Repeat exactly the lines of the listing below, please, starting with the first and ending with the line containing "pub fn from_private_key(key: &str)"; leave out the rest.
(Beginning of Record excerpts)
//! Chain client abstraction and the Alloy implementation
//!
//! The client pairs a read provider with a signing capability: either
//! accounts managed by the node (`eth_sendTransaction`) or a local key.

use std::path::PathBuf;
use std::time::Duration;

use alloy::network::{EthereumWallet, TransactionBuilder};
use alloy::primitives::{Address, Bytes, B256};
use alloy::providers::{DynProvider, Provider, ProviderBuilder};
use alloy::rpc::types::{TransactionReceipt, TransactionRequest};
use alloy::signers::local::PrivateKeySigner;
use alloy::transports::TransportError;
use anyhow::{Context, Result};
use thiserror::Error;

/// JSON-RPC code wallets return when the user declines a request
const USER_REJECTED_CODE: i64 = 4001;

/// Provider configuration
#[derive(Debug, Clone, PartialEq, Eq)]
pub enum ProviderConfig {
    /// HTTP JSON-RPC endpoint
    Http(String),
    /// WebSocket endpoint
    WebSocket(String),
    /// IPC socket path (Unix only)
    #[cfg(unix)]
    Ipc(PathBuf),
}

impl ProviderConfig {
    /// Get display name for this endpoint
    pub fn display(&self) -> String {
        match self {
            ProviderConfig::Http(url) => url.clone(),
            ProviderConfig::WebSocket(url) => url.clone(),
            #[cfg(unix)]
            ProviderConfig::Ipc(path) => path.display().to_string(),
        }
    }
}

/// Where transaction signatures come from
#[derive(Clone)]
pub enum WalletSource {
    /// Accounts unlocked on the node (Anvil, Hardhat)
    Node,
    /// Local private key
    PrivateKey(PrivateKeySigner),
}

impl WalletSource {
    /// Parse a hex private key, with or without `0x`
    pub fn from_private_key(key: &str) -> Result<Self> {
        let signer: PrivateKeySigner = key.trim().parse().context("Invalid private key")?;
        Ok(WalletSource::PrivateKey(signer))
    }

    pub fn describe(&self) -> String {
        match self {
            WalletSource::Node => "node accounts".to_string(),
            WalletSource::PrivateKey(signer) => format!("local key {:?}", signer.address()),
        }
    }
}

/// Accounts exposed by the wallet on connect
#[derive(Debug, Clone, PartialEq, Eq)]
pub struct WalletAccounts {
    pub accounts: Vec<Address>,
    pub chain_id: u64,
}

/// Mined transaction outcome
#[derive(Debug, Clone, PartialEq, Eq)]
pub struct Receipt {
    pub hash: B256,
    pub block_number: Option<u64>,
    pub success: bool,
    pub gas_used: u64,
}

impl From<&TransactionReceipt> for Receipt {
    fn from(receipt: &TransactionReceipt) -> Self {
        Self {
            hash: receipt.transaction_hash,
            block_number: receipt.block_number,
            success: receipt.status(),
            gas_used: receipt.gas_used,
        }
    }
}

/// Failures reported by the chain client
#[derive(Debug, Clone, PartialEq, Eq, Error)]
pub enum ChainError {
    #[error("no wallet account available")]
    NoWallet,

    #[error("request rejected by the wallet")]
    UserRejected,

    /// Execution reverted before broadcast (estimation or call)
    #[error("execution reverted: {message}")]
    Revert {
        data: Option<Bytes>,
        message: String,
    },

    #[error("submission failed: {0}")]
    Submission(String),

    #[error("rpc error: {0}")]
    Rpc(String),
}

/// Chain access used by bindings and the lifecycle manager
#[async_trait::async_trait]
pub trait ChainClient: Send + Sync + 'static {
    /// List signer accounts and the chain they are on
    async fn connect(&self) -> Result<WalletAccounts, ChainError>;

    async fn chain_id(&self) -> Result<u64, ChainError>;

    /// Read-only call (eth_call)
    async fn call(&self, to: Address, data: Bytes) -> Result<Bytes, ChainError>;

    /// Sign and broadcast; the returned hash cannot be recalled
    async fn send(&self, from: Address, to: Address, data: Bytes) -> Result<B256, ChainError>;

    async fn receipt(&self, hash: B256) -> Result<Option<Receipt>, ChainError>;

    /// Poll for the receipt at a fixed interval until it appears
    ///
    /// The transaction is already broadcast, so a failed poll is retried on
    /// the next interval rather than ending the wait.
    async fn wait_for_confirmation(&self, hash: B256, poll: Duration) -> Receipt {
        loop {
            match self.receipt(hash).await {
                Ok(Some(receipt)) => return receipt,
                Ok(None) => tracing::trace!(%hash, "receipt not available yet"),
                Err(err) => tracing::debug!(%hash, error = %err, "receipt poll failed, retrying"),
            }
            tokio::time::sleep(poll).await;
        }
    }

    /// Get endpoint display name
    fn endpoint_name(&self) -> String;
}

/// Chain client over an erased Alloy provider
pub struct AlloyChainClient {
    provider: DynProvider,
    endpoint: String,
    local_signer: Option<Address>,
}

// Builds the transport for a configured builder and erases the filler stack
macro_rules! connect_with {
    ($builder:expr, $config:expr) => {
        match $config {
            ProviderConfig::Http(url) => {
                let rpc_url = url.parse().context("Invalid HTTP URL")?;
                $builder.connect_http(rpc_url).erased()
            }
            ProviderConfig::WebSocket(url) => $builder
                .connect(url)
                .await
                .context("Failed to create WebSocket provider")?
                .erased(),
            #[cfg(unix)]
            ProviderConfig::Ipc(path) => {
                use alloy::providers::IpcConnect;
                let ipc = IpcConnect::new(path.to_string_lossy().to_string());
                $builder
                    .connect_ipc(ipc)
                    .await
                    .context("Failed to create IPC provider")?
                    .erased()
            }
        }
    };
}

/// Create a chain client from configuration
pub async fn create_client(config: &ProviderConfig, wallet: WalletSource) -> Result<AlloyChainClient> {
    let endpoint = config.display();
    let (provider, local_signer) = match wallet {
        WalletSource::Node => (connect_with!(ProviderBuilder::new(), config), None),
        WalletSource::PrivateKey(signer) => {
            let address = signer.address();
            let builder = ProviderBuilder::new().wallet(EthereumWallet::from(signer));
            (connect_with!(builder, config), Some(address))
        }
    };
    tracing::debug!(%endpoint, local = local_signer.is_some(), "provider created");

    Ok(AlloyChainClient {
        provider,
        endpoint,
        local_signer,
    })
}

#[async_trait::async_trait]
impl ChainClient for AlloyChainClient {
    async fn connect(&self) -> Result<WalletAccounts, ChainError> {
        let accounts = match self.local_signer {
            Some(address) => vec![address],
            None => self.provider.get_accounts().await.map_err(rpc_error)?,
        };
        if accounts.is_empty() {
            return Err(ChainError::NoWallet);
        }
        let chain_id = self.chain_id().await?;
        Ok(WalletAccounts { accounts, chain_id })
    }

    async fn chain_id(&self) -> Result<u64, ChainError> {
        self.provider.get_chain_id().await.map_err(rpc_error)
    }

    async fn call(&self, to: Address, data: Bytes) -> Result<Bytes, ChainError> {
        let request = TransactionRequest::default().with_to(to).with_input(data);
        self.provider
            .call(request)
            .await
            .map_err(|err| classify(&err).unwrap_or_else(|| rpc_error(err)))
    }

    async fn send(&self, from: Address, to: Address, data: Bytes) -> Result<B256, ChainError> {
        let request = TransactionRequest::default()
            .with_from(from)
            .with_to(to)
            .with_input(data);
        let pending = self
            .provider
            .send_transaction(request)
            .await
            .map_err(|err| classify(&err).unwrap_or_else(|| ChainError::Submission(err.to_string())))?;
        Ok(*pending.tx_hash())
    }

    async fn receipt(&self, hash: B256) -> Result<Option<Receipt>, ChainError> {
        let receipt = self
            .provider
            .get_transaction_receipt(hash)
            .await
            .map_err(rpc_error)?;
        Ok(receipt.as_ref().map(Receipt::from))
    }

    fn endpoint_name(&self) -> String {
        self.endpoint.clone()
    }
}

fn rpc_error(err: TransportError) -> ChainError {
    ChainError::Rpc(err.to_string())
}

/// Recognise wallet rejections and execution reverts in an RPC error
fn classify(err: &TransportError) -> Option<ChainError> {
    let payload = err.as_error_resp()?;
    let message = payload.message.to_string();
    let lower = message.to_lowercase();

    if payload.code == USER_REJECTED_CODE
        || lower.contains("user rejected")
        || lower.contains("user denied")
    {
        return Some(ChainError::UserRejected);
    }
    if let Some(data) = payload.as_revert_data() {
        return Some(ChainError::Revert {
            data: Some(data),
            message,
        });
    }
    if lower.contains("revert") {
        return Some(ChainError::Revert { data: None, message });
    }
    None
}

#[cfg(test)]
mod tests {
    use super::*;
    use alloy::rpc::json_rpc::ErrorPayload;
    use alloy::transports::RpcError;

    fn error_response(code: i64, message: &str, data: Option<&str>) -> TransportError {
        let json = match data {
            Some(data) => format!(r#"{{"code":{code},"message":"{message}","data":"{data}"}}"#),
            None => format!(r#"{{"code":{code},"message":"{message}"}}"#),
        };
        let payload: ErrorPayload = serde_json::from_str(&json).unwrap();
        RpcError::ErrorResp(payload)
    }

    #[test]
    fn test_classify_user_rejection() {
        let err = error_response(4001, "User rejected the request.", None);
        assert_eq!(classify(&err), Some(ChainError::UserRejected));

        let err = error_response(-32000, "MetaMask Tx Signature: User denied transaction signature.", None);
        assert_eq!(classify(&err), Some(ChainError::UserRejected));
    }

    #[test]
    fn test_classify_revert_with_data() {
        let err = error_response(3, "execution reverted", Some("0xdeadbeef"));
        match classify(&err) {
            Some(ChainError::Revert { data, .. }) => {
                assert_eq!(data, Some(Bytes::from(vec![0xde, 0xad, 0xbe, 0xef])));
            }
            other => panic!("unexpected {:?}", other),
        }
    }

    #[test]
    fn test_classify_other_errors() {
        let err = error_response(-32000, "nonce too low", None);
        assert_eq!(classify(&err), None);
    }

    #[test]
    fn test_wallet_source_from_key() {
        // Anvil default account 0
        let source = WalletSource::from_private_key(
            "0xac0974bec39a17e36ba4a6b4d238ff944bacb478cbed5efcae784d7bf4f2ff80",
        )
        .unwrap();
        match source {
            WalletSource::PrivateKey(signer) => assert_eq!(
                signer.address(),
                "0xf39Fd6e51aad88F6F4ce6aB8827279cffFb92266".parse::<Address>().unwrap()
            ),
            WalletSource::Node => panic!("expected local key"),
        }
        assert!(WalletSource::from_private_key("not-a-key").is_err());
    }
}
(End of Record excerpts)
> _Answer box_:
//! Chain client abstraction and the Alloy implementation
//!
//! The client pairs a read provider with a signing capability: either
//! accounts managed by the node (`eth_sendTransaction`) or a local key.

use std::path::PathBuf;
use std::time::Duration;

use alloy::network::{EthereumWallet, TransactionBuilder};
use alloy::primitives::{Address, Bytes, B256};
use alloy::providers::{DynProvider, Provider, ProviderBuilder};
use alloy::rpc::types::{TransactionReceipt, TransactionRequest};
use alloy::signers::local::PrivateKeySigner;
use alloy::transports::TransportError;
use anyhow::{Context, Result};
use thiserror::Error;

/// JSON-RPC code wallets return when the user declines a request
const USER_REJECTED_CODE: i64 = 4001;

/// Provider configuration
#[derive(Debug, Clone, PartialEq, Eq)]
pub enum ProviderConfig {
    /// HTTP JSON-RPC endpoint
    Http(String),
    /// WebSocket endpoint
    WebSocket(String),
    /// IPC socket path (Unix only)
    #[cfg(unix)]
    Ipc(PathBuf),
}

impl ProviderConfig {
    /// Get display name for this endpoint
    pub fn display(&self) -> String {
        match self {
            ProviderConfig::Http(url) => url.clone(),
            ProviderConfig::WebSocket(url) => url.clone(),
            #[cfg(unix)]
            ProviderConfig::Ipc(path) => path.display().to_string(),
        }
    }
}

/// Where transaction signatures come from
#[derive(Clone)]
pub enum WalletSource {
    /// Accounts unlocked on the node (Anvil, Hardhat)
    Node,
    /// Local private key
    PrivateKey(PrivateKeySigner),
}

impl WalletSource {
    /// Parse a hex private key, with or without `0x`
    pub fn from_private_key(key: &str) -> Result<Self> {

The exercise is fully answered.